**** INFORMATION
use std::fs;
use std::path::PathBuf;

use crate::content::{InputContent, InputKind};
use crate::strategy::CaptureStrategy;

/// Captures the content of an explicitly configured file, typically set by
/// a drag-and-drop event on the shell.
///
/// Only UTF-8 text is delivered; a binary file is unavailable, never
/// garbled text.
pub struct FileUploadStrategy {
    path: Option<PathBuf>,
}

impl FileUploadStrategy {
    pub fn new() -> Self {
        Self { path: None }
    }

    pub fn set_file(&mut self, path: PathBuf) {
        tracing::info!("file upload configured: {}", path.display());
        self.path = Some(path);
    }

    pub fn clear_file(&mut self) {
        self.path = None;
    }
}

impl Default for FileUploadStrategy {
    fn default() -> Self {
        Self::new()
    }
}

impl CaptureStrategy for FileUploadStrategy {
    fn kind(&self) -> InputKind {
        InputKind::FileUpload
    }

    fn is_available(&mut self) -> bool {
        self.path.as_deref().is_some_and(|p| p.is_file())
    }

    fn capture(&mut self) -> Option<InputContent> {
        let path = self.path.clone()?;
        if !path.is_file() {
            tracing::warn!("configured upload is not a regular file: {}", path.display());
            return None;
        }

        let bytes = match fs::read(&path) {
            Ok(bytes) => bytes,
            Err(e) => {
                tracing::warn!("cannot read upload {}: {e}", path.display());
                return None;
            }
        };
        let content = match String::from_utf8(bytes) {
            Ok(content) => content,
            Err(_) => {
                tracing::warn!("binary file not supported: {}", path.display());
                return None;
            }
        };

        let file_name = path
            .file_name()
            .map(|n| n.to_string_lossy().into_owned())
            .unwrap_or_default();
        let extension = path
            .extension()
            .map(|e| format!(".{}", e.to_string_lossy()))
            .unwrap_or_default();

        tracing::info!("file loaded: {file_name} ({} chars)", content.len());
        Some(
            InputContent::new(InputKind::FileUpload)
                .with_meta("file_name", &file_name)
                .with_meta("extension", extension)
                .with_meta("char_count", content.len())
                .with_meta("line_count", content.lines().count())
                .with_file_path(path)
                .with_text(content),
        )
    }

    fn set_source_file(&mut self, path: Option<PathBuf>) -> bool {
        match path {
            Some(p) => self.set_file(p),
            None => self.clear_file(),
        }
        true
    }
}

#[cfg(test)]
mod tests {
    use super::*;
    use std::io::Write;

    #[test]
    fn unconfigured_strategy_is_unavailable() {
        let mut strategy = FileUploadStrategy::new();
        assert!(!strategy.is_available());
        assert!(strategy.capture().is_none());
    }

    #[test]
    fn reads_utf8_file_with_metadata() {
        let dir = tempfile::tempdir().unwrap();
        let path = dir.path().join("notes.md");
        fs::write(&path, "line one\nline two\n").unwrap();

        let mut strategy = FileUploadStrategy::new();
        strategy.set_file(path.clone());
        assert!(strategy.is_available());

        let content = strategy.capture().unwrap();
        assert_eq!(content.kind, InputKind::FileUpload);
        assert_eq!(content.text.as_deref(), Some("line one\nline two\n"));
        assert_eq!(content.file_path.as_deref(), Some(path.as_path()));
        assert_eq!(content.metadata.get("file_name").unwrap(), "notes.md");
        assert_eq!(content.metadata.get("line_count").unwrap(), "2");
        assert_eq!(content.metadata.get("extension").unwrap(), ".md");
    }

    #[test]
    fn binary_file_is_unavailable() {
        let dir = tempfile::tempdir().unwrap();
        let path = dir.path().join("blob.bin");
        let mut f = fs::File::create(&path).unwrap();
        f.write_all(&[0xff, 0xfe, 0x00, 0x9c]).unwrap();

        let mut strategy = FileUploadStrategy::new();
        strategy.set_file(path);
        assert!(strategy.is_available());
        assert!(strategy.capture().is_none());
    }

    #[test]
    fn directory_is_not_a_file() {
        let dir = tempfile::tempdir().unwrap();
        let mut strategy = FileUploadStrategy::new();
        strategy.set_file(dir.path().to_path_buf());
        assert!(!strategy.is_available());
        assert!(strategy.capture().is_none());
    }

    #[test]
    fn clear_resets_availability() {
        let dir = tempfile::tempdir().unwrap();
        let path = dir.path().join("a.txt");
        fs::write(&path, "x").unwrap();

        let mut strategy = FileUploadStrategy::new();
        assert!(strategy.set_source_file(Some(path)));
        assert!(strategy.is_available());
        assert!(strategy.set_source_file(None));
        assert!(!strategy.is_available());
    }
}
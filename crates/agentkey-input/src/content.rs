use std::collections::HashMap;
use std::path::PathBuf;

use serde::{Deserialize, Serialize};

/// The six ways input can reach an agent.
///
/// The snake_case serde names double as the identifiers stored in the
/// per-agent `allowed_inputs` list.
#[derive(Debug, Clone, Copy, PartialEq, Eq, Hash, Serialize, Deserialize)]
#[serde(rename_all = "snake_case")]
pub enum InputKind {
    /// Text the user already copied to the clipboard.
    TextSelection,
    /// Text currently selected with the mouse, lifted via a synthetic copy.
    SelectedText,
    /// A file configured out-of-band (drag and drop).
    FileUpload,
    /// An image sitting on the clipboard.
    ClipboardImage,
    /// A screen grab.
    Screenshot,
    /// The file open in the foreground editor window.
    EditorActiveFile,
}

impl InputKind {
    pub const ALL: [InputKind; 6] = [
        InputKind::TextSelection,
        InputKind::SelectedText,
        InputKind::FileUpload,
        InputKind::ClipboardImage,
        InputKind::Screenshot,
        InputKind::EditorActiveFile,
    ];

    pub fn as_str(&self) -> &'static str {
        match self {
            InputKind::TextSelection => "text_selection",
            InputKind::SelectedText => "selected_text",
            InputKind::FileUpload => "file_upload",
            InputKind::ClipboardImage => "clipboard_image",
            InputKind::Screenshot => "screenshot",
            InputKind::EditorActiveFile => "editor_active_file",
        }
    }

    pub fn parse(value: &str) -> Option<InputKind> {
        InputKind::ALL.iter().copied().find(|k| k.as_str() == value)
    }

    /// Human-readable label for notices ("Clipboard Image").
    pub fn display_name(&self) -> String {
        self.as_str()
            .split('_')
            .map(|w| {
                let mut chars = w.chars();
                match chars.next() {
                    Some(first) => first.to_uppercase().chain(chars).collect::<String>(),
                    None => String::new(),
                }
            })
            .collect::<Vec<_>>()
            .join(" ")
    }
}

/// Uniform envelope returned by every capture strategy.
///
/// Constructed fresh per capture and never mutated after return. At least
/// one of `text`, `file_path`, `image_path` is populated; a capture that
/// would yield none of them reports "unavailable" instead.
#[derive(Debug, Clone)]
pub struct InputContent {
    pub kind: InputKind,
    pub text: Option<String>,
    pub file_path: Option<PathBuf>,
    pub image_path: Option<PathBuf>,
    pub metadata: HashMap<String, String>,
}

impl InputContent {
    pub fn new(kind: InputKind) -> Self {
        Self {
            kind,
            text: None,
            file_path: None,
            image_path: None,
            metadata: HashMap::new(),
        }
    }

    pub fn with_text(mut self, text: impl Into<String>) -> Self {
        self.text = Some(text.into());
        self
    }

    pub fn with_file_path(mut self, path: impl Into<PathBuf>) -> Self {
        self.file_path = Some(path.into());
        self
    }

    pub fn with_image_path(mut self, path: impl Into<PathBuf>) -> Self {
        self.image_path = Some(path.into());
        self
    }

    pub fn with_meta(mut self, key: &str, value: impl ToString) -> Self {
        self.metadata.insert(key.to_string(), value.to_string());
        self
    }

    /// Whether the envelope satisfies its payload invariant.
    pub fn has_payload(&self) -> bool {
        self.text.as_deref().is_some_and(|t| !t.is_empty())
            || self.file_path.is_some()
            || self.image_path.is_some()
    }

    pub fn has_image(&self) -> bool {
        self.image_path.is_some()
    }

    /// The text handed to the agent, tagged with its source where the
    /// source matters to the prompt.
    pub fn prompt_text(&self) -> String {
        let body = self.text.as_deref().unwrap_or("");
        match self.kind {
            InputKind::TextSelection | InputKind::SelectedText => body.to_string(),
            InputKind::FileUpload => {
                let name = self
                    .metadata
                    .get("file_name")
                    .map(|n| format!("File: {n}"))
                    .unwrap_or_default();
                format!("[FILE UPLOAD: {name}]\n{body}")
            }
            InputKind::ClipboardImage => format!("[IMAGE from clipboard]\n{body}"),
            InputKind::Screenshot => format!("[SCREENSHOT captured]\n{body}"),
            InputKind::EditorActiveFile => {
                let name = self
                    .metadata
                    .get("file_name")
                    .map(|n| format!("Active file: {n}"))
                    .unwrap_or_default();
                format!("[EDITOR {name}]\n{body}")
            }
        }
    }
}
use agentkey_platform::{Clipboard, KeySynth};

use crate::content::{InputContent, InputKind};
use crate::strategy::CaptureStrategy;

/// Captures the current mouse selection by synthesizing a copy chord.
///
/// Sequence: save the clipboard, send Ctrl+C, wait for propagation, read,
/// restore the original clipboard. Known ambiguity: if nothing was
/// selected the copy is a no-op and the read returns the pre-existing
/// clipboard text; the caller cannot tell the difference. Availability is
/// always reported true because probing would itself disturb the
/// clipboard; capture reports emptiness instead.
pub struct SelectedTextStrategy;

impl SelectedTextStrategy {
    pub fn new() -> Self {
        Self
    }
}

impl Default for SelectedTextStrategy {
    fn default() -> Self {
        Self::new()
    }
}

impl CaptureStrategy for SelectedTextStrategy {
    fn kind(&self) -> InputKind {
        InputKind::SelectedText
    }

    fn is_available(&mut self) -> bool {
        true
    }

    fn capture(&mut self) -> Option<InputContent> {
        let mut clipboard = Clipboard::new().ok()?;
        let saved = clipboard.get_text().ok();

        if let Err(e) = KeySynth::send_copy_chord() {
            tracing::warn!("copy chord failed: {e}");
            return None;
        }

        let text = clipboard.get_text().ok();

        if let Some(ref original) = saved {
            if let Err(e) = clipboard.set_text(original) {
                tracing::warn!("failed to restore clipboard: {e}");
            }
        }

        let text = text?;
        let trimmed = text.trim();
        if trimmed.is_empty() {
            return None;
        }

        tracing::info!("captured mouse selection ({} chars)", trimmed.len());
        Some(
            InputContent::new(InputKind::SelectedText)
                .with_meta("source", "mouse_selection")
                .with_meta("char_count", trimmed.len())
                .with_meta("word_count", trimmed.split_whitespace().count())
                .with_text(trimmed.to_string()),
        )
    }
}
********
WHAT YOU ARE ASKED TO DO:
Return all lines from the entries that contain the string "would".

REPLY TO THE EXERCISE:
/// would yield none of them reports "unavailable" instead.
/// always reported true because probing would itself disturb the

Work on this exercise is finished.